Innovative companies like Accio are common in Ann Arbor, home to the University of Michigan, where a highly educated population has created a burgeoning economy, and a street-corner conversation can develop into a company and create jobs.

Michigan's economic future rests on making the state look more like Ann Arbor, and less like Warren, 50 miles to the northeast, where factory buildings and warehouses built on the riches of the Big Three auto makers bear signs saying they are "priced to sell." The latest blow came earlier this month, when Chrysler LLC shut down its two plants in Warren as part of its bankruptcy filing.

It won't be easy. Much of the Michigan economy has been shackled to Chrysler, Ford Motor Co. and General Motors Corp. Yet even after years of watching the auto industry decline, the state has struggled to free itself from dependence on the Big Three.

"The old economy made Michigan rich and it made its work force get wages and benefits that were beyond anybody's dream," says Donald Grimes, a University of Michigan economist who paid his way through college in the 1970s by working summers at Ford and GM plants. "There is absolutely nothing that is going to replace those jobs."
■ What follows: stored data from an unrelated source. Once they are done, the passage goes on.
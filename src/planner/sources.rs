use rand::Rng;
use time::OffsetDateTime;

/// Source of random picks (regional keyword, canned meal).
pub trait RandomSource: Send + Sync {
    /// Index in `0..len`; `len` is never zero.
    fn pick(&self, len: usize) -> usize;
}

pub struct ThreadRandom;

impl RandomSource for ThreadRandom {
    fn pick(&self, len: usize) -> usize {
        rand::thread_rng().gen_range(0..len)
    }
}

pub fn choose<'a, T>(random: &dyn RandomSource, items: &'a [T]) -> Option<&'a T> {
    if items.is_empty() {
        return None;
    }
    items.get(random.pick(items.len()))
}

pub trait Clock: Send + Sync {
    fn now(&self) -> OffsetDateTime;
}

/// Wall clock in UTC; plan days roll over at UTC midnight.
pub struct SystemClock;

impl Clock for SystemClock {
    fn now(&self) -> OffsetDateTime {
        OffsetDateTime::now_utc()
    }
}

#[cfg(test)]
mod sources_tests {
    use super::*;

    #[test]
    fn thread_random_stays_in_range() {
        for len in 1..20 {
            assert!(ThreadRandom.pick(len) < len);
        }
    }

    #[test]
    fn choose_on_empty_is_none() {
        let empty: [&str; 0] = [];
        assert!(choose(&ThreadRandom, &empty).is_none());
        assert_eq!(choose(&ThreadRandom, &["only"]), Some(&"only"));
    }
}
//! Curated local dish names used to bias searches toward regional food.
//! Only India has per-region tables so far.

use crate::plans::dto::MealSlot;
use crate::profiles::dto::{Country, Region};

type Keywords = &'static [&'static str];

const INDIA_VEG_DEFAULT: Keywords = &["dal", "sabzi", "roti"];
const INDIA_NONVEG_DEFAULT: Keywords = &["chicken curry", "rice"];
const GENERIC_VEG: Keywords = &["vegetarian", "healthy", "plant based"];
const GENERIC_NONVEG: Keywords = &["healthy", "protein"];

/// Keyword list for a profile and slot. Never empty.
pub fn regional_keywords(
    country: Option<Country>,
    region: Option<Region>,
    vegetarian: bool,
    slot: MealSlot,
) -> Keywords {
    if country != Some(Country::India) {
        return if vegetarian { GENERIC_VEG } else { GENERIC_NONVEG };
    }
    let table = match region {
        Some(region) if vegetarian => india_veg(region, slot),
        Some(region) => india_nonveg(region, slot),
        None => None,
    };
    match table {
        Some(kws) if !kws.is_empty() => kws,
        _ if vegetarian => INDIA_VEG_DEFAULT,
        _ => INDIA_NONVEG_DEFAULT,
    }
}

fn india_veg(region: Region, slot: MealSlot) -> Option<Keywords> {
    use MealSlot::*;
    let kws: Keywords = match (region, slot) {
        (Region::South, Breakfast) => &[
            "idli", "dosa", "uttapam", "pongal", "upma", "adai", "appam", "paniyaram",
        ],
        (Region::South, Lunch) => &[
            "sambar", "rasam", "curd rice", "vegetable biryani", "avial", "kootu", "thoran",
            "poriyal", "puli kulambu", "lemon rice", "tamarind rice",
        ],
        (Region::South, Snack) => &[
            "murukku", "sundal", "banana bajji", "pakoda", "masala vada", "mangalore bonda",
        ],
        (Region::South, Dinner) => &[
            "chapati with kurma", "vegetable upma", "idiyappam", "vegetable stew",
            "appam with kurma", "vegetable dosa",
        ],
        (Region::North, Breakfast) => &[
            "aloo paratha", "paneer paratha", "poha", "chole bhature", "thepla",
            "besan chilla", "stuffed puri", "upma",
        ],
        (Region::North, Lunch) => &[
            "rajma chawal", "chole chawal", "dal makhani with rice", "baingan bharta",
            "paneer butter masala", "kadhi chawal", "bhindi masala", "methi paratha",
        ],
        (Region::North, Snack) => &[
            "samosa", "kachori", "pakora", "dahi puri", "golgappa", "bread pakora",
        ],
        (Region::North, Dinner) => &[
            "roti with palak paneer", "paneer tikka masala", "dal tadka with jeera rice",
            "veg pulao", "stuffed capsicum", "aloo gobi",
        ],
        (Region::East, Breakfast) => &[
            "luchi aloo dum", "chire doi gur", "pakhala bhata", "sattu paratha",
        ],
        (Region::East, Lunch) => &[
            "shukto", "aloo posto", "dalma", "ghugni", "begun bhaja", "mochar ghonto",
        ],
        (Region::East, Snack) => &["ghugni chaat", "veg chop", "puchka", "telebhaja"],
        (Region::East, Dinner) => &[
            "cholar dal with luchi", "vegetable pulao", "chhana curry with rice",
        ],
        (Region::West, Breakfast) => &[
            "dhokla", "khaman", "thepla", "fafda jalebi", "handvo", "upma",
        ],
        (Region::West, Lunch) => &[
            "dal dhokli", "undhiyu", "sev tamatar", "bajra roti with lasun chutney",
            "vegetable kadhi", "stuffed bhindi", "methi thepla with curd",
        ],
        (Region::West, Snack) => &[
            "pav bhaji", "vada pav", "khandvi", "sev puri", "ragda pattice",
        ],
        (Region::West, Dinner) => &[
            "khichdi with kadhi", "vegetable pulao", "masala puri", "veg handi with roti",
        ],
        _ => return None,
    };
    Some(kws)
}

fn india_nonveg(region: Region, slot: MealSlot) -> Option<Keywords> {
    use MealSlot::*;
    let kws: Keywords = match (region, slot) {
        (Region::South, Breakfast) => &[
            "egg dosa", "chicken dosa", "mutton keema dosa", "egg curry with appam",
        ],
        (Region::South, Lunch) => &[
            "chicken chettinad", "mutton biryani", "fish curry", "meen kuzhambu",
            "prawn thokku", "egg curry", "nethili fry",
        ],
        (Region::South, Snack) => &["chicken pakora", "egg puff", "fish cutlet", "chicken samosa"],
        (Region::South, Dinner) => &[
            "chicken stew with appam", "mutton pepper fry", "egg masala with chapati",
            "fish fry with rasam rice",
        ],
        (Region::North, Breakfast) => &[
            "egg paratha", "keema paratha", "chicken sandwich", "boiled eggs with toast",
        ],
        (Region::North, Lunch) => &[
            "butter chicken", "mutton rogan josh", "chicken curry with rice", "egg curry",
            "chicken biryani", "mutton korma",
        ],
        (Region::North, Snack) => &["chicken tikka", "seekh kebab", "egg roll", "tandoori momos"],
        (Region::North, Dinner) => &[
            "tandoori chicken", "chicken tikka masala", "mutton kebab", "fish curry with rice",
        ],
        (Region::East, Breakfast) => &["egg roll", "chicken momo", "egg chowmein"],
        (Region::East, Lunch) => &[
            "machher jhol", "ilish curry", "mutton curry", "chicken kosha", "prawn malai curry",
        ],
        (Region::East, Snack) => &["fish cutlet", "egg devil", "chicken pakora", "momo with chutney"],
        (Region::East, Dinner) => &["egg curry with rice", "chicken pulao", "fish fry with dal rice"],
        (Region::West, Breakfast) => &["egg bhurji pav", "chicken frankie", "omelette pav"],
        (Region::West, Lunch) => &["chicken handi", "fish curry", "mutton sukka", "egg curry with rice"],
        (Region::West, Snack) => &["chicken frankie roll", "egg puff", "fish fry", "chicken lollipop"],
        (Region::West, Dinner) => &[
            "prawns curry with rice", "chicken kheema pav", "mutton curry with roti",
        ],
        _ => return None,
    };
    Some(kws)
}

#[cfg(test)]
mod keyword_tests {
    use super::*;

    #[test]
    fn india_regions_have_curated_lists() {
        let kws = regional_keywords(Some(Country::India), Some(Region::South), true, MealSlot::Breakfast);
        assert_eq!(kws.first(), Some(&"idli"));
        let kws = regional_keywords(Some(Country::India), Some(Region::North), false, MealSlot::Lunch);
        assert!(kws.contains(&"butter chicken"));
    }

    #[test]
    fn india_without_region_table_uses_staples() {
        for region in [None, Some(Region::Central), Some(Region::NoPreference)] {
            assert_eq!(
                regional_keywords(Some(Country::India), region, true, MealSlot::Snack),
                INDIA_VEG_DEFAULT
            );
            assert_eq!(
                regional_keywords(Some(Country::India), region, false, MealSlot::Snack),
                INDIA_NONVEG_DEFAULT
            );
        }
    }

    #[test]
    fn other_countries_use_generic_keywords() {
        assert_eq!(
            regional_keywords(Some(Country::Japan), Some(Region::North), true, MealSlot::Dinner),
            GENERIC_VEG
        );
        assert_eq!(regional_keywords(None, None, false, MealSlot::Dinner), GENERIC_NONVEG);
    }

    #[test]
    fn every_india_cell_is_populated() {
        for region in [Region::North, Region::South, Region::East, Region::West] {
            for slot in MealSlot::ALL {
                for veg in [true, false] {
                    let kws = if veg { india_veg(region, slot) } else { india_nonveg(region, slot) };
                    assert!(kws.is_some_and(|k| !k.is_empty()), "{region:?} {slot:?} {veg}");
                }
            }
        }
    }
}
use sqlx::FromRow;
use uuid::Uuid;

use super::dto::UserProfile;

/// Profile columns of the `users` table.
#[derive(Debug, Clone, FromRow)]
pub struct ProfileRow {
    pub id: Uuid,
    pub email: Option<String>,
    pub name: Option<String>,
    pub age: Option<i32>,
    pub height_cm: Option<f64>,
    pub weight_kg: Option<f64>,
    pub sex: Option<String>,       // male | female | NULL
    pub food_style: Option<String>, // veg | nonveg
    pub country: Option<String>,
    pub region: Option<String>,
    pub health_goal: Option<String>,
}

impl From<ProfileRow> for UserProfile {
    fn from(r: ProfileRow) -> Self {
        // Unknown tags degrade to "not set" rather than failing the read.
        Self {
            user_id: r.id,
            name: r.name,
            email: r.email,
            age: r.age.and_then(|a| u32::try_from(a).ok()),
            height_cm: r.height_cm,
            weight_kg: r.weight_kg,
            sex: r.sex.and_then(|s| s.parse().ok()).unwrap_or_default(),
            diet: r.food_style.and_then(|s| s.parse().ok()).unwrap_or_default(),
            country: r.country.and_then(|s| s.parse().ok()),
            region: r.region.and_then(|s| s.parse().ok()),
            goal: r.health_goal.and_then(|s| s.parse().ok()),
        }
    }
}

#[cfg(test)]
mod row_tests {
    use super::*;
    use crate::profiles::dto::{Country, DietaryStyle, Region, Sex};

    #[test]
    fn row_with_unknown_tags_maps_to_defaults() {
        let row = ProfileRow {
            id: Uuid::new_v4(),
            email: Some("a@b.c".into()),
            name: None,
            age: Some(-3),
            height_cm: Some(170.0),
            weight_kg: None,
            sex: Some("robot".into()),
            food_style: Some("nonveg".into()),
            country: Some("India".into()),
            region: Some("south".into()),
            health_goal: Some("bulk".into()),
        };
        let p = UserProfile::from(row);
        assert_eq!(p.age, None);
        assert_eq!(p.sex, Sex::Unspecified);
        assert_eq!(p.diet, DietaryStyle::NonVegetarian);
        assert_eq!(p.country, Some(Country::India));
        assert_eq!(p.region, Some(Region::South));
        assert_eq!(p.goal, None);
    }
}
The divide between Ann Arbor, with a population of 116,000, and Warren, population 126,000, is large and widening. Ann Arbor's unemployment rate of 8.5% in March trailed the nationwide rate of 9% and was well below Michigan's overall rate of 13.4%, based on nonseasonally adjusted figures. By contrast, Warren's unemployment rate of 17.3% is among the highest in the state. The average family income in Ann Arbor was $106,599 in 2007, compared with $69,193 nationally and $60,813 in Warren.

That economic gulf wasn't always there. In 1979, the average family in Warren made $28,538 annually, not much below Ann Arbor's average of $29,840. But in the past 30 years, the U.S. economy has undergone a sweeping transformation that has benefited cities like Ann Arbor and hurt manufacturing hubs like Warren.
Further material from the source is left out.